Hepatocellular carcinoma is the most common cancer to strike the liver. More than 500,000 people globally, concentrated in sub-Saharan Africa and Southeast Asia, are diagnosed with it yearly. Most of those afflicted die within six months. A big obstacle to treatment of liver cancer is the lack of early diagnosis. Current techniques, including ultrasound, CT and MRI scans, spot tumors only when they have grown to about 5 cm in diameter. By that time, the cancer is especially aggressive, resisting chemotherapy and difficult to remove surgically, according to the researchers.

"What we're doing is not a screening method," said corresponding author Christoph G. F. Rose-Petruck, PhD, associate professor of chemistry at Brown University in Providence, R.I. "In a routine exam, with people who have risk factors, such as certain types of hepatitis, we can use this technique to see a tumor that is just a few millimeters in diameter, which, in terms of size, is a factor of 10 smaller."

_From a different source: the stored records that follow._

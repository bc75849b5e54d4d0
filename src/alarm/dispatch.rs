//! Hand-off of computed alarms to whatever actually delivers notifications.
//!
//! The scheduler never delivers anything itself. It tells a
//! [`NotificationDispatcher`] when to fire and with which wording, and treats
//! the outcome as success or failure.

use async_trait::async_trait;
use chrono::{DateTime, FixedOffset};
use serde::{Deserialize, Serialize};
use std::sync::Arc;

use crate::common::constants::*;
use crate::registry::AlarmTiming;
use crate::store::{KeyValueStore, get_json, set_json};

/// Storage key of the pending notification written by [`OutboxDispatcher`].
pub const OUTBOX_KEY: &str = "pending_notification";

/// Which wording the notification uses.
#[derive(Debug, Clone, Copy, PartialEq, Eq, Serialize, Deserialize)]
#[serde(rename_all = "snake_case")]
pub enum MessageVariant {
    BeforeSunrise,
    AfterSunrise,
    Diagnostic,
}

impl MessageVariant {
    pub fn for_timing(timing: AlarmTiming) -> Self {
        match timing {
            AlarmTiming::Before => MessageVariant::BeforeSunrise,
            AlarmTiming::After => MessageVariant::AfterSunrise,
        }
    }

    pub fn title(&self) -> &'static str {
        ALARM_TITLE
    }

    pub fn body(&self) -> &'static str {
        match self {
            MessageVariant::BeforeSunrise => BEFORE_SUNRISE_BODY,
            MessageVariant::AfterSunrise => AFTER_SUNRISE_BODY,
            MessageVariant::Diagnostic => DIAGNOSTIC_BODY,
        }
    }
}

/// External notification delivery.
#[cfg_attr(test, mockall::automock)]
#[async_trait]
pub trait NotificationDispatcher: Send + Sync {
    /// Arm a notification repeating every day at the wall-clock time of `fire_instant`.
    async fn schedule_daily(
        &self,
        fire_instant: DateTime<FixedOffset>,
        variant: MessageVariant,
        location_label: &str,
    ) -> anyhow::Result<()>;

    /// Arm a single notification at `fire_instant`.
    async fn schedule_once(
        &self,
        fire_instant: DateTime<FixedOffset>,
        variant: MessageVariant,
        location_label: &str,
    ) -> anyhow::Result<()>;

    /// Remove every pending notification. Never fails.
    async fn cancel_all(&self);
}

/// The payload left for an external delivery agent.
#[derive(Debug, Clone, PartialEq, Serialize, Deserialize)]
pub struct PendingNotification {
    pub fire_instant: DateTime<FixedOffset>,
    /// `HH:MM` the notification repeats at, absent for one-off notifications.
    pub repeats_daily_at: Option<String>,
    pub title: String,
    pub body: String,
    pub location_label: String,
    pub variant: MessageVariant,
}

/// Writes the single pending notification into the key-value store, where an
/// OS-level agent (cron job, systemd timer, desktop notifier) picks it up.
///
/// Writing replaces any previous notification, so at most one exists.
pub struct OutboxDispatcher {
    store: Arc<dyn KeyValueStore>,
}

impl OutboxDispatcher {
    pub fn new(store: Arc<dyn KeyValueStore>) -> Self {
        Self { store }
    }

    /// The notification currently waiting for delivery, if any.
    pub fn pending(&self) -> anyhow::Result<Option<PendingNotification>> {
        Ok(get_json(self.store.as_ref(), OUTBOX_KEY)?)
    }

    fn write(
        &self,
        fire_instant: DateTime<FixedOffset>,
        variant: MessageVariant,
        location_label: &str,
        daily: bool,
    ) -> anyhow::Result<()> {
        let notification = PendingNotification {
            fire_instant,
            repeats_daily_at: daily.then(|| fire_instant.format("%H:%M").to_string()),
            title: variant.title().to_string(),
            body: variant.body().to_string(),
            location_label: location_label.to_string(),
            variant,
        };
        set_json(self.store.as_ref(), OUTBOX_KEY, &notification)?;
        log_debug!(
            "Handed off {:?} notification for {} at {}",
            variant,
            location_label,
            fire_instant.to_rfc3339()
        );
        Ok(())
    }
}

#[async_trait]
impl NotificationDispatcher for OutboxDispatcher {
    async fn schedule_daily(
        &self,
        fire_instant: DateTime<FixedOffset>,
        variant: MessageVariant,
        location_label: &str,
    ) -> anyhow::Result<()> {
        self.write(fire_instant, variant, location_label, true)
    }

    async fn schedule_once(
        &self,
        fire_instant: DateTime<FixedOffset>,
        variant: MessageVariant,
        location_label: &str,
    ) -> anyhow::Result<()> {
        self.write(fire_instant, variant, location_label, false)
    }

    async fn cancel_all(&self) {
        if let Err(e) = self.store.remove(OUTBOX_KEY) {
            log_warning!("Could not clear pending notification: {e}");
        }
    }
}

#[cfg(test)]
mod tests {
    use super::*;
    use crate::store::MemoryStore;

    #[test]
    fn test_variant_wording() {
        assert_eq!(
            MessageVariant::for_timing(AlarmTiming::Before).body(),
            "Good morning! The sun will rise in 10 minutes."
        );
        assert_eq!(
            MessageVariant::for_timing(AlarmTiming::After).body(),
            "Good morning! The sun has risen!"
        );
        assert_eq!(MessageVariant::Diagnostic.title(), "Sunrise Alarm");
    }

    #[tokio::test]
    async fn test_outbox_holds_single_notification() {
        let dispatcher = OutboxDispatcher::new(Arc::new(MemoryStore::new()));
        let first = DateTime::parse_from_rfc3339("2024-03-11T05:50:00+00:00").unwrap();
        let second = DateTime::parse_from_rfc3339("2024-03-12T05:49:00+00:00").unwrap();

        dispatcher
            .schedule_daily(first, MessageVariant::BeforeSunrise, "Home")
            .await
            .unwrap();
        dispatcher
            .schedule_daily(second, MessageVariant::BeforeSunrise, "Home")
            .await
            .unwrap();

        let pending = dispatcher.pending().unwrap().unwrap();
        assert_eq!(pending.fire_instant, second);
        assert_eq!(pending.repeats_daily_at.as_deref(), Some("05:49"));
        assert_eq!(pending.location_label, "Home");

        dispatcher.cancel_all().await;
        assert!(dispatcher.pending().unwrap().is_none());
        // Cancelling again is harmless
        dispatcher.cancel_all().await;
    }

    #[tokio::test]
    async fn test_one_off_notification_does_not_repeat() {
        let dispatcher = OutboxDispatcher::new(Arc::new(MemoryStore::new()));
        let fire = DateTime::parse_from_rfc3339("2024-03-10T12:00:10+00:00").unwrap();

        dispatcher
            .schedule_once(fire, MessageVariant::Diagnostic, "Home")
            .await
            .unwrap();

        let pending = dispatcher.pending().unwrap().unwrap();
        assert_eq!(pending.repeats_daily_at, None);
        assert_eq!(pending.variant, MessageVariant::Diagnostic);
    }
}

The team took gold nanoparticles of 10 and 50 nanometers in diameter and ringed them with a pair of 1 nanometer polyelectrolyte coatings. The coating gave the nanoparticles a charge, which increased the chances that they would be engulfed by the cancerous cells. Once engulfed, the team used x-ray scatter imaging to detect the gold nanoparticles within the malignant cells.

In lab tests, the investigators reported that the nontoxic gold nanoparticles made up just 0.0006 percent of the cell's volume, yet the nanoparticles had enough critical mass to be detected by the x-ray scatter imaging device.

"We have shown that even with these small numbers, we can distinguish these [tumor] cells," Rose-Petruck said.

The next step is on the clinical side. Beginning this summer, the group will attach a cancer-targeting antibody to the nanoparticle vehicle to search for liver tumors in mice. The antibody that will be used was developed by Jack R. Wands, MD, director of the Liver Research Center at Rhode Island Hospital in Providence, R.I., and professor of medical science at Brown University's Warren Alpert Medical School, also in Providence, R.I.

"We have developed a monoclonal antibody that targets a cell surface protein highly expressed on liver cancer cells," Wands said. "We plan to couple the antibody to the gold nanoparticles in an attempt to detect the growth of early tumors in the liver by x-ray imaging."

The researchers said the x-ray scatter imaging method could be used to detect nanoparticle assemblies in other organs. "The idea should be that if you can figure out to get that [nanoparticle] to specific sites in the body, you can figure out how to image it," said lead author Danielle Rand, a second-year graduate student in chemistry at Brown.

The National Institutes of Health and the U.S. Department of Energy funded the research.